Like most bowel obstructions associated with an intraluminal mass, the definitive treatment is operative intervention. As in the case presented, diverticulectomy including the enterolith is the preferred option. However, if the stone cannot be returned to the MD, bowel resection including the diverticulum with primary anastomosis is safe and effective. Segmental small bowel resection and anastomosis are also recommended for MD with a base greater than one-third of the bowel circumference, presence of inflammation, ulceration or perforation at the base, or suspected small bowel ischemia [42].

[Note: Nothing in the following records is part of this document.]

#[cfg(test)]
mod tests {
    use std::sync::Mutex;

    use async_trait::async_trait;

    use crate::directory::{AvatarUpdate, DirectoryEntry, DirectoryError};

    use super::*;

    struct FakePhoneBook {
        result: Result<Vec<PhoneBookEntry>, PhoneBookError>,
    }

    impl FakePhoneBook {
        fn with(entries: Vec<PhoneBookEntry>) -> Self {
            Self {
                result: Ok(entries),
            }
        }

        fn denied() -> Self {
            Self {
                result: Err(PhoneBookError::PermissionDenied),
            }
        }
    }

    impl PhoneBook for FakePhoneBook {
        fn entries(&self) -> Result<Vec<PhoneBookEntry>, PhoneBookError> {
            self.result.clone()
        }
    }

    /// Echoes submitted cards back with `pid-<phone>` identities and records
    /// every batch it sees.
    #[derive(Default)]
    struct FakeDirectory {
        sync_batches: Mutex<Vec<Vec<ContactCard>>>,
        refresh_batches: Mutex<Vec<Vec<PublicId>>>,
        avatar_updates: Vec<AvatarUpdate>,
        fail_sync: bool,
    }

    #[async_trait]
    impl DirectoryClient for FakeDirectory {
        async fn sync_contacts(
            &self,
            batch: &[ContactCard],
        ) -> Result<Vec<DirectoryEntry>, DirectoryError> {
            self.sync_batches.lock().unwrap().push(batch.to_vec());
            if self.fail_sync {
                return Err(DirectoryError::Status(
                    reqwest::StatusCode::INTERNAL_SERVER_ERROR,
                ));
            }
            Ok(batch
                .iter()
                .map(|card| DirectoryEntry {
                    name: card.name.clone(),
                    phone: card.phone.clone(),
                    public_id: PublicId::new(format!("pid-{}", card.phone)),
                    image_url: None,
                })
                .collect())
        }

        async fn refresh_avatars(
            &self,
            public_ids: &[PublicId],
        ) -> Result<Vec<AvatarUpdate>, DirectoryError> {
            self.refresh_batches.lock().unwrap().push(public_ids.to_vec());
            Ok(self.avatar_updates.clone())
        }
    }

    fn session() -> Session {
        Session::signed_in(PublicId::from("u-me"), Some("jwt".into()))
    }

    fn contact_count(db: &Database) -> i64 {
        db.conn()
            .query_row("SELECT COUNT(*) FROM contacts", [], |row| row.get(0))
            .unwrap()
    }

    #[tokio::test]
    async fn first_pass_registers_all_valid_numbers() {
        let db = Database::open_in_memory().unwrap();
        let reconciler = Reconciler::new(FakeDirectory::default());
        let phone_book = FakePhoneBook::with(vec![
            PhoneBookEntry::new("Amara", ["+94712345678"]),
            PhoneBookEntry::new("Pizza hotline", ["12345"]),
        ]);

        let report = reconciler
            .reconcile(&session(), &db, &phone_book)
            .await
            .unwrap();

        assert!(report.phone_book_granted);
        assert_eq!(report.added, 1);
        assert_eq!(report.invalid_dropped, 1);

        let contact = db.contact_by_phone("0712345678").unwrap();
        assert_eq!(contact.name, "Amara");
        assert_eq!(contact.public_id, Some(PublicId::from("pid-0712345678")));
    }

    #[tokio::test]
    async fn second_pass_is_convergent() {
        let db = Database::open_in_memory().unwrap();
        let reconciler = Reconciler::new(FakeDirectory::default());
        let phone_book = FakePhoneBook::with(vec![
            PhoneBookEntry::new("Amara", ["0712345678"]),
            PhoneBookEntry::new("Bimal", ["0723456789"]),
        ]);

        let first = reconciler
            .reconcile(&session(), &db, &phone_book)
            .await
            .unwrap();
        assert_eq!(first.added, 2);

        let second = reconciler
            .reconcile(&session(), &db, &phone_book)
            .await
            .unwrap();
        assert_eq!(second.added, 0);
        assert_eq!(second.renamed, 0);
        assert_eq!(contact_count(&db), 2);

        // Nothing new to register, so no second sync batch went out.
        assert_eq!(reconciler.client.sync_batches.lock().unwrap().len(), 1);
    }

    #[tokio::test]
    async fn phone_book_rename_updates_cache_in_place() {
        let db = Database::open_in_memory().unwrap();
        db.insert_contact("Amara", "0712345678", Some(&PublicId::from("u-1")), None)
            .unwrap();

        let reconciler = Reconciler::new(FakeDirectory::default());
        let phone_book = FakePhoneBook::with(vec![PhoneBookEntry::new(
            "Amara Perera",
            ["0712345678"],
        )]);

        let report = reconciler
            .reconcile(&session(), &db, &phone_book)
            .await
            .unwrap();

        assert_eq!(report.renamed, 1);
        let contact = db.contact_by_phone("0712345678").unwrap();
        assert_eq!(contact.name, "Amara Perera");
        assert_eq!(contact.public_id, Some(PublicId::from("u-1")));
    }

    #[tokio::test]
    async fn remote_failure_keeps_local_renames() {
        let db = Database::open_in_memory().unwrap();
        db.insert_contact("Amara", "0712345678", Some(&PublicId::from("u-1")), None)
            .unwrap();

        let reconciler = Reconciler::new(FakeDirectory {
            fail_sync: true,
            ..FakeDirectory::default()
        });
        let phone_book = FakePhoneBook::with(vec![
            PhoneBookEntry::new("Amara Perera", ["0712345678"]),
            PhoneBookEntry::new("Chatura", ["0734567890"]),
        ]);

        let report = reconciler
            .reconcile(&session(), &db, &phone_book)
            .await
            .unwrap();

        // The rename landed before the failed batch and stays landed.
        assert_eq!(report.renamed, 1);
        assert_eq!(report.added, 0);
        assert_eq!(contact_count(&db), 1);
        assert_eq!(
            db.contact_by_phone("0712345678").unwrap().name,
            "Amara Perera"
        );
    }

    #[tokio::test]
    async fn permission_denied_makes_no_writes_and_no_calls() {
        let db = Database::open_in_memory().unwrap();
        let reconciler = Reconciler::new(FakeDirectory::default());

        let report = reconciler
            .reconcile(&session(), &db, &FakePhoneBook::denied())
            .await
            .unwrap();

        assert!(!report.phone_book_granted);
        assert_eq!(report, ReconcileReport::default());
        assert_eq!(contact_count(&db), 0);
        assert!(reconciler.client.sync_batches.lock().unwrap().is_empty());
        assert!(reconciler.client.refresh_batches.lock().unwrap().is_empty());
    }

    #[tokio::test]
    async fn anonymous_session_fails_up_front() {
        let db = Database::open_in_memory().unwrap();
        let reconciler = Reconciler::new(FakeDirectory::default());
        let phone_book = FakePhoneBook::with(vec![PhoneBookEntry::new("Amara", ["0712345678"])]);

        let result = reconciler
            .reconcile(&Session::anonymous(), &db, &phone_book)
            .await;

        assert_eq!(result, Err(NotSignedIn));
        assert_eq!(contact_count(&db), 0);
    }

    #[tokio::test]
    async fn avatar_refresh_updates_known_contacts() {
        let db = Database::open_in_memory().unwrap();
        db.insert_contact("Amara", "0712345678", Some(&PublicId::from("u-1")), None)
            .unwrap();
        db.insert_contact("Unsynced", "0723456789", None, None).unwrap();

        let reconciler = Reconciler::new(FakeDirectory {
            avatar_updates: vec![AvatarUpdate {
                public_id: PublicId::from("u-1"),
                image_url: Some("https://cdn/a-new.png".into()),
            }],
            ..FakeDirectory::default()
        });
        let phone_book = FakePhoneBook::with(vec![
            PhoneBookEntry::new("Amara", ["0712345678"]),
            PhoneBookEntry::new("Unsynced", ["0723456789"]),
        ]);

        let report = reconciler
            .reconcile(&session(), &db, &phone_book)
            .await
            .unwrap();

        assert_eq!(report.avatars_refreshed, 1);
        assert_eq!(
            db.contact_by_phone("0712345678").unwrap().image_url.as_deref(),
            Some("https://cdn/a-new.png")
        );

        // Only contacts holding a public id were asked about.
        let refreshes = reconciler.client.refresh_batches.lock().unwrap();
        assert_eq!(*refreshes, vec![vec![PublicId::from("u-1")]]);
    }

    #[tokio::test]
    async fn duplicate_numbers_submit_once() {
        let db = Database::open_in_memory().unwrap();
        let reconciler = Reconciler::new(FakeDirectory::default());
        let phone_book = FakePhoneBook::with(vec![
            PhoneBookEntry::new("Amara mobile", ["+94712345678"]),
            PhoneBookEntry::new("Amara", ["0712345678", "712345678"]),
        ]);

        let report = reconciler
            .reconcile(&session(), &db, &phone_book)
            .await
            .unwrap();

        assert_eq!(report.added, 1);
        let batches = reconciler.client.sync_batches.lock().unwrap();
        assert_eq!(batches.len(), 1);
        assert_eq!(batches[0].len(), 1);
        assert_eq!(batches[0][0].phone, "0712345678");
    }
}
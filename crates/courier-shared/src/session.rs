//! Authenticated session state.
//!
//! The original client kept the signed-in user's identity in a process-wide
//! store; here it is an explicit value handed to the components that need
//! it.  A [`Session`] may exist before sign-in completes, in which case the
//! public id is absent and identity-dependent operations fail up front.

use serde::{Deserialize, Serialize};
use thiserror::Error;

use crate::types::PublicId;

/// Current-user state injected into the reconciler and chat resolver.
#[derive(Debug, Clone, Default, Serialize, Deserialize)]
pub struct Session {
    user_public_id: Option<PublicId>,
    bearer_token: Option<String>,
}

/// Raised when an operation needs a signed-in identity and none is present.
#[derive(Debug, Error, PartialEq, Eq)]
#[error("no signed-in user in session")]
pub struct NotSignedIn;

impl Session {
    /// Session for a signed-in user.
    pub fn signed_in(user_public_id: PublicId, bearer_token: Option<String>) -> Self {
        Self {
            user_public_id: Some(user_public_id),
            bearer_token,
        }
    }

    /// Session before sign-in completes.
    pub fn anonymous() -> Self {
        Self::default()
    }

    /// The signed-in user's public id, or [`NotSignedIn`].
    pub fn current_user(&self) -> Result<&PublicId, NotSignedIn> {
        self.user_public_id.as_ref().ok_or(NotSignedIn)
    }

    /// Bearer token for remote calls, if one was issued.
    pub fn bearer_token(&self) -> Option<&str> {
        self.bearer_token.as_deref()
    }
}
//! # courier-store
//!
//! Local chat-state persistence for the Courier application, backed by
//! SQLite.  The crate exposes a synchronous [`Database`] handle wrapping a
//! `rusqlite::Connection` with typed helpers for every domain model:
//! contacts cached from the remote directory, canonical one-to-one chats,
//! the append-only message log with its media attachments, and the
//! chat-list projection.
//!
//! Writes to the chat table publish a revision tick over a `tokio::sync::watch`
//! channel after they are durable, so read-side consumers can re-query on
//! change instead of polling.

pub mod chats;
pub mod contacts;
pub mod database;
pub mod messages;
pub mod migrations;
pub mod models;
pub mod projection;

mod error;

pub use database::Database;
pub use error::StoreError;
pub use models::*;
pub use projection::ChatSummary;
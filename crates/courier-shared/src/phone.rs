//! Phone-number normalization.
//!
//! The directory keys contacts by their canonical national number: ten
//! digits with a single leading zero and no country code.  Everything read
//! from a device phone book is funnelled through [`DialPlan::normalize`]
//! before it touches storage; numbers that cannot be brought into canonical
//! form are dropped, never stored raw.

/// Rules for rewriting raw phone-book numbers into canonical national form.
#[derive(Debug, Clone)]
pub struct DialPlan {
    /// Country calling code without the `+`, e.g. `"94"`.
    pub country_code: &'static str,
    /// First digit of a national mobile number with its trunk zero missing,
    /// e.g. `'7'` for `712345678`.
    pub trunk_digit: char,
}

impl DialPlan {
    /// The Sri Lankan plan the directory service operates on.
    pub const LK: DialPlan = DialPlan {
        country_code: "94",
        trunk_digit: '7',
    };

    /// Normalize a raw phone-book number.
    ///
    /// Returns `None` for anything that does not end up as exactly ten
    /// digits starting with zero (short codes, landline fragments, foreign
    /// numbers).  Normalizing an already-canonical number returns it
    /// unchanged.
    pub fn normalize(&self, raw: &str) -> Option<String> {
        let mut num: String = raw.chars().filter(|c| c.is_ascii_digit()).collect();

        // +94712345678 / 94712345678 -> 0712345678
        if num.len() == self.country_code.len() + 9 && num.starts_with(self.country_code) {
            num = format!("0{}", &num[self.country_code.len()..]);
        }

        // 712345678 -> 0712345678 (trunk zero missing)
        if num.len() == 9 && num.starts_with(self.trunk_digit) {
            num.insert(0, '0');
        }

        if num.len() == 10 && num.starts_with('0') {
            Some(num)
        } else {
            None
        }
    }
}

impl Default for DialPlan {
    fn default() -> Self {
        Self::LK
    }
}

#[cfg(test)]
mod tests {
    use super::*;

    #[test]
    fn strips_country_code() {
        let plan = DialPlan::default();
        assert_eq!(plan.normalize("+94712345678").as_deref(), Some("0712345678"));
        assert_eq!(plan.normalize("94712345678").as_deref(), Some("0712345678"));
    }

    #[test]
    fn restores_missing_trunk_zero() {
        let plan = DialPlan::default();
        assert_eq!(plan.normalize("712345678").as_deref(), Some("0712345678"));
    }

    #[test]
    fn strips_formatting_characters() {
        let plan = DialPlan::default();
        assert_eq!(plan.normalize("+94 71 234-5678").as_deref(), Some("0712345678"));
        assert_eq!(plan.normalize("071 234 5678").as_deref(), Some("0712345678"));
    }

    #[test]
    fn rejects_invalid_numbers() {
        let plan = DialPlan::default();
        assert_eq!(plan.normalize("12345"), None);
        assert_eq!(plan.normalize(""), None);
        assert_eq!(plan.normalize("+4915712345678"), None);
        // Nine digits not starting with the trunk digit.
        assert_eq!(plan.normalize("812345678"), None);
    }

    #[test]
    fn normalization_is_idempotent() {
        let plan = DialPlan::default();
        for raw in ["+94712345678", "712345678", "0712345678", "071-234 5678"] {
            let once = plan.normalize(raw).expect("valid number");
            let twice = plan.normalize(&once).expect("still valid");
            assert_eq!(once, twice);
        }
    }
}
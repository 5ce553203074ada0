//! CRUD operations for [`Contact`] records.
//!
//! These are the primitives the directory reconciler drives: insert rows for
//! directory-accepted numbers, rename in place when the phone book changes,
//! refresh avatar URLs.  Contacts are never deleted in normal operation; the
//! table mirrors the device phone book.

use courier_shared::PublicId;
use rusqlite::params;

use crate::database::Database;
use crate::error::{Result, StoreError};
use crate::models::Contact;

impl Database {
    // ------------------------------------------------------------------
    // Create
    // ------------------------------------------------------------------

    /// Insert a contact returned by the remote directory.  Returns the new
    /// local row id.
    pub fn insert_contact(
        &self,
        name: &str,
        phone: &str,
        public_id: Option<&PublicId>,
        image_url: Option<&str>,
    ) -> Result<i64> {
        self.conn().execute(
            "INSERT INTO contacts (name, phone, public_id, image_url)
             VALUES (?1, ?2, ?3, ?4)",
            params![name, phone, public_id.map(PublicId::as_str), image_url],
        )?;
        Ok(self.conn().last_insert_rowid())
    }

    // ------------------------------------------------------------------
    // Read
    // ------------------------------------------------------------------

    /// Load the full contact cache, ordered by name.
    pub fn list_contacts(&self) -> Result<Vec<Contact>> {
        let mut stmt = self.conn().prepare(
            "SELECT id, name, phone, public_id, image_url
             FROM contacts
             ORDER BY name ASC",
        )?;

        let rows = stmt.query_map([], row_to_contact)?;

        let mut contacts = Vec::new();
        for row in rows {
            contacts.push(row?);
        }
        Ok(contacts)
    }

    /// Fetch a single contact by its canonical phone number.
    pub fn contact_by_phone(&self, phone: &str) -> Result<Contact> {
        self.conn()
            .query_row(
                "SELECT id, name, phone, public_id, image_url
                 FROM contacts
                 WHERE phone = ?1",
                params![phone],
                row_to_contact,
            )
            .map_err(|e| match e {
                rusqlite::Error::QueryReturnedNoRows => StoreError::NotFound,
                other => StoreError::Sqlite(other),
            })
    }

    // ------------------------------------------------------------------
    // Update
    // ------------------------------------------------------------------

    /// Rename the contact cached under `phone`.  The directory-assigned
    /// public id is never touched by this path.  Returns `true` if a row
    /// changed.
    pub fn rename_contact(&self, phone: &str, name: &str) -> Result<bool> {
        let affected = self.conn().execute(
            "UPDATE contacts SET name = ?2 WHERE phone = ?1",
            params![phone, name],
        )?;
        Ok(affected > 0)
    }

    /// Update the avatar URL of the contact holding `public_id`.  Returns
    /// `true` if a row changed.
    pub fn update_contact_avatar(
        &self,
        public_id: &PublicId,
        image_url: Option<&str>,
    ) -> Result<bool> {
        let affected = self.conn().execute(
            "UPDATE contacts SET image_url = ?2 WHERE public_id = ?1",
            params![public_id.as_str(), image_url],
        )?;
        Ok(affected > 0)
    }
}

// ---------------------------------------------------------------------------
// Helpers
// ---------------------------------------------------------------------------

/// Map a `rusqlite::Row` to a [`Contact`].
fn row_to_contact(row: &rusqlite::Row<'_>) -> rusqlite::Result<Contact> {
    Ok(Contact {
        id: row.get(0)?,
        name: row.get(1)?,
        phone: row.get(2)?,
        public_id: row.get::<_, Option<String>>(3)?.map(PublicId),
        image_url: row.get(4)?,
    })
}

Regarding the approach, we anticipated difficulties with visualization due to small bowel dilatation from mechanical obstruction and thus decided to undertake a primary open exploration. Due to the anatomic location of MD, any obstruction secondary to MD enterolith would result in dilation of the vast majority of the small bowel. Therefore, laparoscopic resection may prove difficult and perilous but may be successful in selected patients.

Conclusions

In conclusion, despite MD is present in roughly 2% of the population and is usually asymptomatic, a wide variety of symptoms can develop at any age. All general surgeons will discover incidental MDs in their careers and resection of a normal-appearing diverticuli is not indicated but should be considered in the presence of observed or suspected pathology including enterolith. Moreover, when performing abdominal exploration to extract a mobile intraluminal body such as an enterolith, obstructing gallstone, or ingested object, an MD can serve as a useful vehicle for extraction while avoiding bowel anastomosis.